Quelles que soient les motivations, se lancer sur le pèlerinage de Saint Jacques de Compostelle est toujours l’occasion d’introspection. Une expérience personnelle qui pousse à la réflexion, religieuse ou non. Beaucoup moins fréquentée que les chemins partant du Puy en Velay, la voie de Rocamadour a réouvert il y a quelques années seulement, grâce à l’intervention de passionnés d’histoire et de marché à pied.
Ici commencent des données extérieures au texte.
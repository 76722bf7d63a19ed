use chrono::{DateTime, Utc};
use serde::{Deserialize, Serialize};

use crate::domain::user::{ProfileView, User};

/// Transient copy of a persisted article. The author is an embedded snapshot
/// of the user document, looked up from the verified token at creation time.
#[derive(Debug, Clone, Serialize, Deserialize)]
#[serde(rename_all = "camelCase")]
pub struct Article {
    pub slug: String,
    pub title: String,
    #[serde(default)]
    pub description: String,
    #[serde(default)]
    pub body: String,
    pub author: User,
    pub created_at: DateTime<Utc>,
    pub updated_at: DateTime<Utc>,
}

impl Article {
    pub fn view(&self) -> ArticleView {
        ArticleView {
            slug: self.slug.clone(),
            title: self.title.clone(),
            description: self.description.clone(),
            body: self.body.clone(),
            created_at: self.created_at,
            updated_at: self.updated_at,
            author: self.author.profile(false),
        }
    }
}

#[derive(Debug, Clone, Serialize)]
#[serde(rename_all = "camelCase")]
pub struct ArticleView {
    pub slug: String,
    pub title: String,
    pub description: String,
    pub body: String,
    pub created_at: DateTime<Utc>,
    pub updated_at: DateTime<Utc>,
    pub author: ProfileView,
}

/// New article payload as submitted by the client.
#[derive(Debug, Clone, Serialize, Deserialize)]
pub struct ArticleDraft {
    pub title: String,
    #[serde(default)]
    pub description: String,
    #[serde(default)]
    pub body: String,
}

/// Partial article fields submitted to the update endpoint. Author
/// reassignment is not representable here; the author always comes from the
/// verified token.
#[derive(Debug, Clone, Default, Deserialize)]
pub struct ArticlePatch {
    #[serde(default)]
    pub title: Option<String>,
    #[serde(default)]
    pub description: Option<String>,
    #[serde(default)]
    pub body: Option<String>,
}

/// Derives the natural lookup key from a title: lowercased, runs of
/// non-alphanumeric characters collapsed to a single `-`.
pub fn slugify(title: &str) -> String {
    let mut slug = String::with_capacity(title.len());
    let mut pending_separator = false;

    for ch in title.chars() {
        if ch.is_alphanumeric() {
            if pending_separator && !slug.is_empty() {
                slug.push('-');
            }
            pending_separator = false;
            for lower in ch.to_lowercase() {
                slug.push(lower);
            }
        } else {
            pending_separator = true;
        }
    }

    slug
}
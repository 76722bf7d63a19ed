use axum::{
    Json,
    extract::State,
    http::{HeaderMap, StatusCode},
};

use crate::application::dto::{
    CredentialsBody, HealthBody, RegistrationBody, UserBody, UserPatchBody,
};
use crate::interface::http::bearer::bearer_token;
use crate::interface::http::problem::{ApiProblem, ApiResult};
use crate::state::AppState;

pub async fn healthcheck() -> Json<HealthBody> {
    Json(HealthBody { status: "ok" })
}

pub async fn register_user(
    State(state): State<AppState>,
    Json(body): Json<RegistrationBody>,
) -> ApiResult<(StatusCode, Json<UserBody>)> {
    let user = state
        .user_service
        .register(body.user)
        .await
        .map_err(ApiProblem::registration)?;

    Ok((StatusCode::CREATED, Json(UserBody { user })))
}

pub async fn login_user(
    State(state): State<AppState>,
    Json(body): Json<CredentialsBody>,
) -> ApiResult<Json<UserBody>> {
    let user = state
        .user_service
        .login(body.user)
        .await
        .map_err(ApiProblem::authentication)?;

    Ok(Json(UserBody { user }))
}

pub async fn get_current_user(
    State(state): State<AppState>,
    headers: HeaderMap,
) -> ApiResult<Json<UserBody>> {
    let token = bearer_token(&headers).map_err(ApiProblem::authentication)?;
    let user = state
        .user_service
        .current_user(token)
        .await
        .map_err(ApiProblem::authentication)?;

    Ok(Json(UserBody { user }))
}

pub async fn update_user(
    State(state): State<AppState>,
    headers: HeaderMap,
    Json(body): Json<UserPatchBody>,
) -> ApiResult<Json<UserBody>> {
    let token = bearer_token(&headers).map_err(ApiProblem::authentication)?;
    let user = state
        .user_service
        .update_user(token, body.user)
        .await
        .map_err(ApiProblem::authentication)?;

    Ok(Json(UserBody { user }))
}
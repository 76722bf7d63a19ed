//! Chain-level behavior that the HTTP contract cannot observe directly:
//! validation short-circuits, no-op updates, and verification ordering.

use std::sync::Arc;
use std::sync::atomic::{AtomicUsize, Ordering};
use std::time::Duration;

use async_trait::async_trait;
use conduit_api::application::{ArticleService, ProfileService, UserService};
use conduit_api::auth::TokenAuthority;
use conduit_api::domain::{FlowError, Registration, UserPatch};
use conduit_api::infrastructure::{EnvelopeHandler, UserStore, spawn_handler};
use conduit_api::messaging::{Action, Envelope, MessageBus, Reply, USERS_ADDRESS};

// Generous bound: credential hashing dominates the register replies.
fn empty_bus() -> Arc<MessageBus> {
    Arc::new(MessageBus::new(Duration::from_secs(5)))
}

fn authority() -> Arc<TokenAuthority> {
    Arc::new(TokenAuthority::new("coordination-test-secret"))
}

/// Counts envelopes per action before delegating to the real user store.
struct CountingUserStore {
    inner: UserStore,
    updates: Arc<AtomicUsize>,
    follows: Arc<AtomicUsize>,
}

#[async_trait]
impl EnvelopeHandler for CountingUserStore {
    async fn handle(&mut self, envelope: Envelope) -> Reply {
        match envelope.action() {
            Action::Update => {
                self.updates.fetch_add(1, Ordering::SeqCst);
            }
            Action::Follow => {
                self.follows.fetch_add(1, Ordering::SeqCst);
            }
            _ => {}
        }
        self.inner.handle(envelope).await
    }
}

#[tokio::test]
async fn empty_path_parameters_fail_before_any_send() {
    // Nothing is bound to the bus: a send would surface as Unroutable, so a
    // Validation failure proves the chain stopped first.
    let bus = empty_bus();
    let tokens = authority();

    let profiles = ProfileService::new(bus.clone(), tokens.clone());
    let articles = ArticleService::new(bus, tokens);

    let profile_error = profiles.profile("").await.expect_err("should fail");
    assert!(matches!(profile_error, FlowError::Validation(_)));

    let article_error = articles.article("  ").await.expect_err("should fail");
    assert!(matches!(article_error, FlowError::Validation(_)));
}

#[tokio::test]
async fn verification_failure_short_circuits_before_resolution() {
    // An invalid token must fail before the user lookup; with no actor
    // bound, reaching the lookup would fail Unroutable instead.
    let bus = empty_bus();
    let tokens = authority();

    let profiles = ProfileService::new(bus.clone(), tokens.clone());
    let error = profiles
        .follow("garbage-token", "anna")
        .await
        .expect_err("should fail");
    assert!(matches!(error, FlowError::InvalidCredential(_)));

    let articles = ArticleService::new(bus, tokens);
    let error = articles
        .delete("garbage-token", "some-slug")
        .await
        .expect_err("should fail");
    assert!(matches!(error, FlowError::InvalidCredential(_)));
}

#[tokio::test]
async fn identical_update_issues_no_persistence_call() {
    let bus = empty_bus();
    let tokens = authority();

    let updates = Arc::new(AtomicUsize::new(0));
    let counting = CountingUserStore {
        inner: UserStore::new(),
        updates: updates.clone(),
        follows: Arc::new(AtomicUsize::new(0)),
    };
    let queue = bus.bind(USERS_ADDRESS).await;
    let _ = spawn_handler(queue, counting);

    let users = UserService::new(bus, tokens);
    let registered = users
        .register(Registration {
            email: "jake@jake.jake".to_string(),
            username: "jake".to_string(),
            password: "s3cret".to_string(),
        })
        .await
        .expect("registration should succeed");
    let token = registered.token.expect("registration should issue a token");

    // Resubmitting the stored values produces an empty diff.
    let unchanged = users
        .update_user(
            &token,
            UserPatch {
                email: Some("jake@jake.jake".to_string()),
                bio: Some(String::new()),
                image: Some(String::new()),
            },
        )
        .await
        .expect("no-op update should succeed");
    assert_eq!(unchanged.username, "jake");
    assert_eq!(updates.load(Ordering::SeqCst), 0);

    // A real change goes through exactly once.
    let changed = users
        .update_user(
            &token,
            UserPatch {
                email: None,
                bio: Some("I work at statefarm".to_string()),
                image: None,
            },
        )
        .await
        .expect("update should succeed");
    assert_eq!(changed.bio, "I work at statefarm");
    assert_eq!(updates.load(Ordering::SeqCst), 1);
}

#[tokio::test]
async fn follow_sends_exactly_one_envelope_per_request() {
    let bus = empty_bus();
    let tokens = authority();

    let follows = Arc::new(AtomicUsize::new(0));
    let counting = CountingUserStore {
        inner: UserStore::new(),
        updates: Arc::new(AtomicUsize::new(0)),
        follows: follows.clone(),
    };
    let queue = bus.bind(USERS_ADDRESS).await;
    let _ = spawn_handler(queue, counting);

    let users = UserService::new(bus.clone(), tokens.clone());
    let jake = users
        .register(Registration {
            email: "jake@jake.jake".to_string(),
            username: "jake".to_string(),
            password: "s3cret".to_string(),
        })
        .await
        .expect("registration should succeed");
    users
        .register(Registration {
            email: "anna@anna.anna".to_string(),
            username: "anna".to_string(),
            password: "s3cret".to_string(),
        })
        .await
        .expect("registration should succeed");

    let token = jake.token.expect("registration should issue a token");
    let profiles = ProfileService::new(bus, tokens);

    let profile = profiles
        .follow(&token, "anna")
        .await
        .expect("follow should succeed");
    assert!(profile.following);
    assert_eq!(follows.load(Ordering::SeqCst), 1);
}
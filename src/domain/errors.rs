use thiserror::Error;

use crate::messaging::ChannelError;

/// Failure taxonomy shared by every request chain.
///
/// A chain step that fails short-circuits the rest of its chain; the HTTP
/// boundary translates the variant into a status code and the inner cause
/// text into the error body, verbatim.
#[derive(Debug, Error)]
pub enum FlowError {
    #[error("invalid credential: {0}")]
    InvalidCredential(String),
    #[error("user not found: {0}")]
    UserNotFound(String),
    #[error("forbidden: {0}")]
    Forbidden(String),
    #[error("validation failed: {0}")]
    Validation(String),
    #[error("no handler bound to address '{0}'")]
    Unroutable(String),
    #[error("{0}")]
    HandlerFailure(String),
    #[error("{0}")]
    Timeout(String),
    #[error("internal error: {0}")]
    Internal(String),
}

impl FlowError {
    pub fn invalid_credential(message: impl Into<String>) -> Self {
        Self::InvalidCredential(message.into())
    }

    pub fn user_not_found(message: impl Into<String>) -> Self {
        Self::UserNotFound(message.into())
    }

    pub fn forbidden(message: impl Into<String>) -> Self {
        Self::Forbidden(message.into())
    }

    pub fn validation(message: impl Into<String>) -> Self {
        Self::Validation(message.into())
    }

    pub fn internal(message: impl Into<String>) -> Self {
        Self::Internal(message.into())
    }

    /// The bare cause text, without the variant prefix added by `Display`.
    pub fn cause(&self) -> &str {
        match self {
            Self::InvalidCredential(cause)
            | Self::UserNotFound(cause)
            | Self::Forbidden(cause)
            | Self::Validation(cause)
            | Self::Unroutable(cause)
            | Self::HandlerFailure(cause)
            | Self::Timeout(cause)
            | Self::Internal(cause) => cause,
        }
    }
}

impl From<ChannelError> for FlowError {
    fn from(error: ChannelError) -> Self {
        match error {
            ChannelError::Unroutable(address) => Self::Unroutable(address),
            ChannelError::HandlerFailure(reason) => Self::HandlerFailure(reason),
            timeout @ ChannelError::Timeout { .. } => Self::Timeout(timeout.to_string()),
        }
    }
}

impl From<serde_json::Error> for FlowError {
    fn from(error: serde_json::Error) -> Self {
        Self::Internal(format!("payload (de)serialization failed: {error}"))
    }
}
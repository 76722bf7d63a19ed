use std::sync::Arc;
use std::time::Duration;

use crate::application::{ArticleService, ProfileService, UserService};
use crate::auth::TokenAuthority;
use crate::infrastructure::{ArticleStore, UserStore, spawn_handler};
use crate::messaging::{ARTICLES_ADDRESS, MessageBus, USERS_ADDRESS};

#[derive(Clone)]
pub struct AppState {
    pub user_service: UserService,
    pub profile_service: ProfileService,
    pub article_service: ArticleService,
}

impl AppState {
    /// Wires the message bus, spawns the persistence actors on their
    /// addresses, and builds the request-chain services.
    pub async fn assemble(jwt_secret: &str, reply_timeout: Duration) -> Self {
        let bus = Arc::new(MessageBus::new(reply_timeout));

        let users_queue = bus.bind(USERS_ADDRESS).await;
        let articles_queue = bus.bind(ARTICLES_ADDRESS).await;
        // Actors run detached for the lifetime of the process.
        let _ = spawn_handler(users_queue, UserStore::new());
        let _ = spawn_handler(articles_queue, ArticleStore::new());

        let tokens = Arc::new(TokenAuthority::new(jwt_secret));
        Self {
            user_service: UserService::new(bus.clone(), tokens.clone()),
            profile_service: ProfileService::new(bus.clone(), tokens.clone()),
            article_service: ArticleService::new(bus, tokens),
        }
    }
}
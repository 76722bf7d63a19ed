use axum::http::{HeaderMap, header};

use crate::domain::FlowError;

/// Extracts the credential from `Authorization: <scheme> <token>`.
///
/// Parsing is strict and fails closed: a missing header, an unknown
/// scheme, a missing token part, or trailing garbage all reject the
/// request before any message is sent downstream. Accepted schemes are
/// `Token` and `Bearer`, case-insensitive.
pub fn bearer_token(headers: &HeaderMap) -> Result<&str, FlowError> {
    let Some(value) = headers.get(header::AUTHORIZATION) else {
        return Err(FlowError::invalid_credential("missing Authorization header"));
    };
    let value = value
        .to_str()
        .map_err(|_| FlowError::invalid_credential("Authorization header is not valid ASCII"))?;

    let mut parts = value.split_whitespace();
    let Some(scheme) = parts.next() else {
        return Err(FlowError::invalid_credential("empty Authorization header"));
    };
    let Some(token) = parts.next() else {
        return Err(FlowError::invalid_credential(
            "Authorization header is missing the token part",
        ));
    };
    if parts.next().is_some() {
        return Err(FlowError::invalid_credential(
            "malformed Authorization header",
        ));
    }
    if !scheme.eq_ignore_ascii_case("token") && !scheme.eq_ignore_ascii_case("bearer") {
        return Err(FlowError::invalid_credential(format!(
            "unsupported authorization scheme '{scheme}'"
        )));
    }

    Ok(token)
}

#[cfg(test)]
mod tests {
    use axum::http::{HeaderMap, HeaderValue, header};

    use super::bearer_token;
    use crate::domain::FlowError;

    fn headers_with(value: &str) -> HeaderMap {
        let mut headers = HeaderMap::new();
        headers.insert(header::AUTHORIZATION, HeaderValue::from_str(value).unwrap());
        headers
    }

    #[test]
    fn accepts_token_and_bearer_schemes() {
        assert_eq!(bearer_token(&headers_with("Token abc.def.ghi")).unwrap(), "abc.def.ghi");
        assert_eq!(bearer_token(&headers_with("bearer abc.def.ghi")).unwrap(), "abc.def.ghi");
    }

    #[test]
    fn rejects_a_missing_header() {
        assert!(matches!(
            bearer_token(&HeaderMap::new()),
            Err(FlowError::InvalidCredential(_))
        ));
    }

    #[test]
    fn rejects_an_unknown_scheme() {
        assert!(matches!(
            bearer_token(&headers_with("Basic abc")),
            Err(FlowError::InvalidCredential(_))
        ));
    }

    #[test]
    fn rejects_a_header_without_a_token_part() {
        assert!(matches!(
            bearer_token(&headers_with("Token")),
            Err(FlowError::InvalidCredential(_))
        ));
    }

    #[test]
    fn rejects_trailing_garbage() {
        assert!(matches!(
            bearer_token(&headers_with("Token abc extra")),
            Err(FlowError::InvalidCredential(_))
        ));
    }
}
Créée par les moines de Tulle vers 1112, ce chemin avait pour but d’attirer les pèlerins jusqu’à Rocamadour. Les hôtes (et leur argent) étaient indispensables à la survie des abbayes et monastères de la région. Tombée en désuétude, la voie offre à nouveau ses paysages aussi beaux que variés, sur 320 km balisés. Pour se repérer, le logo inspiré de la sportelle de Rocamadour et de la coquille de Saint Jacques est facilement reconnaissable. Le périple traverse quatre départements (Creuse, Vienne, Corrèze et Lot) en 24 villages-étapes. Petit aperçu.

Voie de Rocamadour
Le chemin entre Bénévent et Rocamadour est une succession de villages tranquilles

Bénévent l’abbaye

C’est de là que tout commence. En plus de son abbatiale, véritable chef-d’œuvre roman, le village possède un atout de poids pour bien commencer les visites : la bénéventine, une liqueur aux herbes au goût très sucré, autrefois distillée par les moines. C’est également ici que subsiste la dernière entreprise européenne artisanale de bardeaux fendus. Cette tuile de châtaignier fendue, non traitée et finie à la main, donne une couleur argentée aux clochers, toits et façades qu’elle recouvre. Au cours de notre périple jusqu’à Rocamadour, on la remarquera à plusieurs reprises dans les villages de la région. Sa renommée dépasse par ailleurs les frontières du Limousin : on la trouve au Mont-Saint-Michel ou sur l’église de Honfleur.

Aubazine
Aubazine a tout du village de carte postale, ainsi que sa légende… du nom de Coco Chanel

Aubazine

Croyant ou non, la visite guidée de l’abbaye cistercienne du village d’Aubazine est incontournable. Sœur Christophora, dernière religieuse à vivre dans le couvent, ne se contente pas de réciter les grandes dates qui ont marqué l’histoire du domaine, dont la première pierre fut posée en 1156. Elle assure un véritable spectacle et distille quelques anecdotes humoristiques tout au long de son récit. Et elle n’hésite pas à lancer quelques petites piques contre la plus célèbre des pensionnaires de l’ancien couvent, Gabrielle Chanel. Les vitraux à grisaille du XIIème siècle, dans la salle d’étude, auraient d’ailleurs inspiré le logo de la marque à la créatrice de mode.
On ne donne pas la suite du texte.